A ‘false friend’ (‘faux amis’ in French) is a word in two languages that on the face of it sounds or looks alike, but which does not share the same meaning or which may even mean the opposite.

When you communicate with people from other countries in another language than your own, you need to consider both cultural and language differences if you want to engage in a good, honest and accurate dialogue.

Speaking of another language…

Press reports have circulated since June that Harley-Davidson is working with the Quianjiang (QJ) motor group to introduce its ultra-affordable (parallel-twin) motorcycle for the Chinese market. According to this article, both motorcycle manufactures have approved the final design of the motorcycle by ‘signing off’ publicly.  The new motorcycle is a parallel-twin streetbike, which is currently expected to launched in the Chinese market by the end of 2020.

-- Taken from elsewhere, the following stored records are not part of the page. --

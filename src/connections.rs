//! In-memory registry of open WebSocket connections and their subscription
//! tables, grouped by tenant.
//!
//! The `ConnectionManager` is the single source of truth for connection
//! membership, the pending-request correlation table, log-stream
//! subscriptions, and file-watch subscriber sets. All mutation goes through
//! its methods; every table sits behind one mutex so routing can look up
//! and delete in a single step. Correlation is purely in-memory: an
//! in-flight task does not survive a process restart and must be retried by
//! the caller.

use std::collections::{HashMap, HashSet};
use std::fmt;
use std::sync::Arc;

use chrono::{DateTime, Utc};
use parking_lot::Mutex;
use serde_json::Value;
use sha2::{Digest, Sha256};
use thiserror::Error;
use tokio::sync::mpsc;
use uuid::Uuid;

use crate::protocol::TaskKind;

#[derive(Debug, Clone, Copy, PartialEq, Eq, Hash)]
pub struct ConnectionId(Uuid);

impl ConnectionId {
    fn generate() -> Self {
        Self(Uuid::new_v4())
    }
}

impl fmt::Display for ConnectionId {
    fn fmt(&self, f: &mut fmt::Formatter<'_>) -> fmt::Result {
        self.0.fmt(f)
    }
}

#[derive(Debug, Clone, Copy, PartialEq, Eq)]
pub enum Role {
    Client,
    Agent,
}

impl Role {
    pub fn as_str(self) -> &'static str {
        match self {
            Role::Client => "client",
            Role::Agent => "agent",
        }
    }
}

/// Authenticated user identity attached to a client connection.
#[derive(Debug, Clone)]
pub struct Session {
    pub user_id: String,
    pub email: Option<String>,
}

#[derive(Debug, Error)]
#[error("connection closed")]
pub struct ConnectionClosed;

/// Handle for pushing frames into a connection's send buffer.
///
/// The receiving half is owned by the socket's writer task; once that task
/// ends, sends fail synchronously, which is how dead sockets are detected.
#[derive(Debug, Clone)]
pub struct OutboundSender {
    tx: mpsc::UnboundedSender<String>,
}

impl OutboundSender {
    pub fn channel() -> (Self, mpsc::UnboundedReceiver<String>) {
        let (tx, rx) = mpsc::unbounded_channel();
        (Self { tx }, rx)
    }

    pub fn send(&self, frame: &Value) -> Result<(), ConnectionClosed> {
        self.tx
            .send(frame.to_string())
            .map_err(|_| ConnectionClosed)
    }

    pub fn is_open(&self) -> bool {
        !self.tx.is_closed()
    }
}

/// A live WebSocket session, exclusively owned by the manager for its
/// lifetime: created on successful upgrade, destroyed on socket close.
#[derive(Debug)]
pub struct Connection {
    pub id: ConnectionId,
    pub tenant: String,
    pub role: Role,
    pub session: Option<Session>,
    sender: OutboundSender,
    last_activity: Mutex<DateTime<Utc>>,
}

impl Connection {
    pub fn new(
        tenant: impl Into<String>,
        role: Role,
        session: Option<Session>,
        sender: OutboundSender,
    ) -> Arc<Self> {
        Arc::new(Self {
            id: ConnectionId::generate(),
            tenant: tenant.into(),
            role,
            session,
            sender,
            last_activity: Mutex::new(Utc::now()),
        })
    }

    pub fn send(&self, frame: &Value) -> Result<(), ConnectionClosed> {
        self.sender.send(frame)
    }

    pub fn is_open(&self) -> bool {
        self.sender.is_open()
    }

    pub fn touch(&self) {
        *self.last_activity.lock() = Utc::now();
    }

    /// Last-seen timestamp, read by the idle-connection reaper.
    pub fn last_activity(&self) -> DateTime<Utc> {
        *self.last_activity.lock()
    }
}

/// An in-flight task awaiting an agent response to route back to a client.
#[derive(Debug, Clone)]
pub struct PendingRequest {
    pub client: Arc<Connection>,
    pub kind: TaskKind,
    pub created_at: DateTime<Utc>,
}

/// A client's interest in a byte range of a remote log file. The stream id
/// is derived deterministically so a second subscriber reuses the entry by
/// rewiring `client` instead of creating a duplicate stream.
#[derive(Debug, Clone)]
pub struct LogStreamSubscription {
    pub stream_id: String,
    pub path: String,
    pub client: Arc<Connection>,
    pub start_offset: Option<i64>,
    pub limit: Option<u32>,
}

#[derive(Default)]
struct Tables {
    tenants: HashMap<String, HashMap<ConnectionId, Arc<Connection>>>,
    pending: HashMap<String, PendingRequest>,
    log_streams: HashMap<String, LogStreamSubscription>,
    file_watches: HashMap<String, HashSet<ConnectionId>>,
}

#[derive(Default)]
pub struct ConnectionManager {
    tables: Mutex<Tables>,
}

impl ConnectionManager {
    pub fn new() -> Self {
        Self::default()
    }

    // -- connection membership ----------------------------------------------

    pub fn register(&self, conn: Arc<Connection>) {
        let mut tables = self.tables.lock();
        tables
            .tenants
            .entry(conn.tenant.clone())
            .or_default()
            .insert(conn.id, conn);
    }

    /// Remove a connection and cascade-cleanup everything it owns: pending
    /// requests, log streams, and file-watch memberships. No dangling
    /// references survive a disconnect.
    pub fn remove(&self, conn: &Connection) {
        let mut tables = self.tables.lock();
        if let Some(set) = tables.tenants.get_mut(&conn.tenant) {
            set.remove(&conn.id);
            if set.is_empty() {
                tables.tenants.remove(&conn.tenant);
            }
        }
        tables.pending.retain(|_, p| p.client.id != conn.id);
        tables.log_streams.retain(|_, s| s.client.id != conn.id);
        tables.file_watches.retain(|_, subscribers| {
            subscribers.remove(&conn.id);
            !subscribers.is_empty()
        });
    }

    /// Hook for the external heartbeat/reaper: record frame activity.
    pub fn update_activity(&self, conn: &Connection) {
        conn.touch();
    }

    pub fn connections(&self, tenant: &str) -> Vec<Arc<Connection>> {
        self.tables
            .lock()
            .tenants
            .get(tenant)
            .map(|set| set.values().cloned().collect())
            .unwrap_or_default()
    }

    pub fn clients(&self, tenant: &str) -> Vec<Arc<Connection>> {
        self.connections_with_role(tenant, Role::Client)
    }

    pub fn agents(&self, tenant: &str) -> Vec<Arc<Connection>> {
        self.connections_with_role(tenant, Role::Agent)
    }

    fn connections_with_role(&self, tenant: &str, role: Role) -> Vec<Arc<Connection>> {
        self.tables
            .lock()
            .tenants
            .get(tenant)
            .map(|set| {
                set.values()
                    .filter(|c| c.role == role)
                    .cloned()
                    .collect()
            })
            .unwrap_or_default()
    }

    pub fn connection(&self, tenant: &str, id: ConnectionId) -> Option<Arc<Connection>> {
        self.tables
            .lock()
            .tenants
            .get(tenant)
            .and_then(|set| set.get(&id))
            .cloned()
    }

    pub fn connection_count(&self) -> usize {
        self.tables
            .lock()
            .tenants
            .values()
            .map(HashMap::len)
            .sum()
    }

    pub fn tenant_count(&self) -> usize {
        self.tables.lock().tenants.len()
    }

    // -- pending-request correlation ----------------------------------------

    /// Insert a pending request. Task ids are caller-unique, so an existing
    /// entry for the same id is overwritten (last writer wins).
    pub fn add_pending_request(&self, task_id: &str, client: Arc<Connection>, kind: TaskKind) {
        self.tables.lock().pending.insert(
            task_id.to_string(),
            PendingRequest {
                client,
                kind,
                created_at: Utc::now(),
            },
        );
    }

    pub fn get_pending_request(&self, task_id: &str) -> Option<PendingRequest> {
        self.tables.lock().pending.get(task_id).cloned()
    }

    pub fn remove_pending_request(&self, task_id: &str) -> Option<PendingRequest> {
        self.tables.lock().pending.remove(task_id)
    }

    /// Look up and consume the pending request for `task_id` in one step,
    /// then send `frame` to its client. Returns false when no entry exists
    /// (already timed out, client gone, or a duplicate response) — an
    /// expected race, not an error.
    pub fn route_response_to_client(&self, task_id: &str, frame: &Value) -> bool {
        let pending = self.tables.lock().pending.remove(task_id);
        let Some(pending) = pending else {
            tracing::warn!(
                target = "gateway::route",
                task_id = %task_id,
                "could not route response: no pending request"
            );
            return false;
        };
        if let Err(error) = pending.client.send(frame) {
            tracing::warn!(
                target = "gateway::route",
                task_id = %task_id,
                connection = %pending.client.id,
                error = %error,
                "pending client went away before response delivery"
            );
        }
        true
    }

    // -- log-stream subscriptions -------------------------------------------

    pub fn add_log_stream(&self, sub: LogStreamSubscription) {
        self.tables
            .lock()
            .log_streams
            .insert(sub.stream_id.clone(), sub);
    }

    pub fn get_log_stream(&self, stream_id: &str) -> Option<LogStreamSubscription> {
        self.tables.lock().log_streams.get(stream_id).cloned()
    }

    pub fn remove_log_stream(&self, stream_id: &str) -> Option<LogStreamSubscription> {
        self.tables.lock().log_streams.remove(stream_id)
    }

    /// Drop every subscription for `path` owned by `owner`.
    pub fn remove_log_streams_by_path(&self, path: &str, owner: ConnectionId) -> usize {
        let mut tables = self.tables.lock();
        let before = tables.log_streams.len();
        tables
            .log_streams
            .retain(|_, s| !(s.path == path && s.client.id == owner));
        before - tables.log_streams.len()
    }

    /// Rewire an existing stream to a new subscriber socket. Returns false
    /// when no stream exists for the id; the caller must then create one.
    pub fn update_log_stream_client(&self, stream_id: &str, client: Arc<Connection>) -> bool {
        match self.tables.lock().log_streams.get_mut(stream_id) {
            Some(sub) => {
                sub.client = client;
                true
            }
            None => false,
        }
    }

    // -- file-watch subscriptions -------------------------------------------

    pub fn add_file_watch(&self, watch_key: &str, id: ConnectionId) {
        self.tables
            .lock()
            .file_watches
            .entry(watch_key.to_string())
            .or_default()
            .insert(id);
    }

    pub fn remove_file_watch(&self, watch_key: &str, id: ConnectionId) {
        let mut tables = self.tables.lock();
        if let Some(subscribers) = tables.file_watches.get_mut(watch_key) {
            subscribers.remove(&id);
            if subscribers.is_empty() {
                tables.file_watches.remove(watch_key);
            }
        }
    }

    pub fn file_watch_subscribers(&self, watch_key: &str) -> Vec<ConnectionId> {
        self.tables
            .lock()
            .file_watches
            .get(watch_key)
            .map(|set| set.iter().copied().collect())
            .unwrap_or_default()
    }
}

/// Deterministic stream id for a log subscription. Two clients asking for
/// the same (tenant, path, offset, limit) land on the same stream and share
/// one subscription.
pub fn log_stream_id(
    tenant: &str,
    path: &str,
    start_offset: Option<i64>,
    limit: Option<u32>,
) -> String {
    let mut hasher = Sha256::new();
    hasher.update(tenant.as_bytes());
    hasher.update(b"\x1f");
    hasher.update(path.as_bytes());
    hasher.update(b"\x1f");
    match start_offset {
        Some(offset) => hasher.update(offset.to_string().as_bytes()),
        None => hasher.update(b"-"),
    }
    hasher.update(b"\x1f");
    match limit {
        Some(limit) => hasher.update(limit.to_string().as_bytes()),
        None => hasher.update(b"-"),
    }
    let digest = hasher.finalize();
    let hex = format!("{digest:x}");
    format!("ls_{}", &hex[..16])
}

/// Key for filesystem-change subscriptions.
pub fn watch_key(instance_id: &str, path: &str) -> String {
    format!("{instance_id}:{path}")
}
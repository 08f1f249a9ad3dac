//! Control-plane WebSocket gateway for a multi-tenant deployment platform.
//!
//! Multiplexes dashboard (client) and remote-agent connections per cluster,
//! routes correlated request/response traffic between them, manages
//! ephemeral log-stream and file-watch subscriptions, and normalizes
//! agent-side error reports into a small taxonomy dashboards understand.

pub mod agent_handler;
pub mod client_handler;
pub mod config;
pub mod connections;
pub mod errors;
pub mod gateway;
pub mod logging;
pub mod notify;
pub mod platform;
pub mod protocol;
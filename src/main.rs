use std::sync::Arc;

use anyhow::{Context, Result};
use clap::Parser;

use fleet_gateway::config::Config;
use fleet_gateway::gateway::{router, GatewayState};
use fleet_gateway::logging::init_logging;
use fleet_gateway::platform::{
    InMemoryInstanceDirectory, InMemoryServiceStore, InMemoryStatusCache, Platform,
    RecordingUpdateSink, UuidTokenService,
};

#[tokio::main]
async fn main() -> Result<()> {
    let cfg = Config::parse();
    init_logging(&cfg.log_level)?;

    let instances = Arc::new(InMemoryInstanceDirectory::new());
    for (instance, tenant) in cfg.instance_pairs() {
        instances.insert(instance, tenant);
    }
    let platform = Platform {
        cache: Arc::new(InMemoryStatusCache::new()),
        instances,
        services: Arc::new(InMemoryServiceStore::new()),
        tokens: Arc::new(UuidTokenService::new()),
        updates: Arc::new(RecordingUpdateSink::new()),
    };

    let state = GatewayState::new(platform, cfg.status_cache_ttl(), cfg.agent_token_ttl());
    let app = router(state);

    let listener = tokio::net::TcpListener::bind(&cfg.listen)
        .await
        .with_context(|| format!("failed to bind {}", cfg.listen))?;
    tracing::info!(target = "gateway", addr = %cfg.listen, "fleet-gateway listening");
    axum::serve(listener, app).await.context("server error")?;
    Ok(())
}
use anyhow::Result;
use tracing_subscriber::{fmt, EnvFilter};

pub fn init_logging(log_level: &str) -> Result<()> {
    let filter = EnvFilter::try_new(log_level).unwrap_or_else(|_| EnvFilter::new("info"));
    let subscriber = fmt::Subscriber::builder()
        .with_env_filter(filter)
        .with_target(true)
        .with_ansi(true)
        .finish();

    tracing::subscriber::set_global_default(subscriber)?;
    Ok(())
}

For motorcyclists of a certain age, parallel-twin sport bikes are synonymous with British iron of the ’70s. Ride one down the street and watch as babies point and smile, dogs chase joyfully, angsty teens fight the curling in the corners of their mouths, old biker types in leather nod with appreciation.

But, I’ve digressed…

The manufacturing and production of the motorcycle will be done by Qianjiang, a motorcycle-building giant in China. Since 2016 it’s been owned by automotive behemoth Geely, which sells cars under its own name but also owns more familiar western brands Volvo and Lotus as well as the upcoming car firm Lynk&Co. Qianjiang itself sells motorcycles under brands including Keeway, Generic, KSR-Moto and, Benelli.

The Italian-branded part of this equation is most relevant.  While true motorcycle enthusiasts will recognize the Italian roots associated with the Benelli brand, the company is no longer authentically Italian.  Since 2005 Benelli has been a part of the Qjianjiang (QJ) motor group, the largest capacity manufacturer of motorcycles in China. Qjianjiang produces over 1.2M vehicles per year at its super modern factory in Wenling, about 250 miles from Shanghai. With over 14,000 employees, the factory is as big as many cities.  Benelli is one of the oldest Italian motorcycle brands, now Chinese-made machines. The motorcycle company once manufactured acclaimed shotguns, although that part of the business is now a separate company.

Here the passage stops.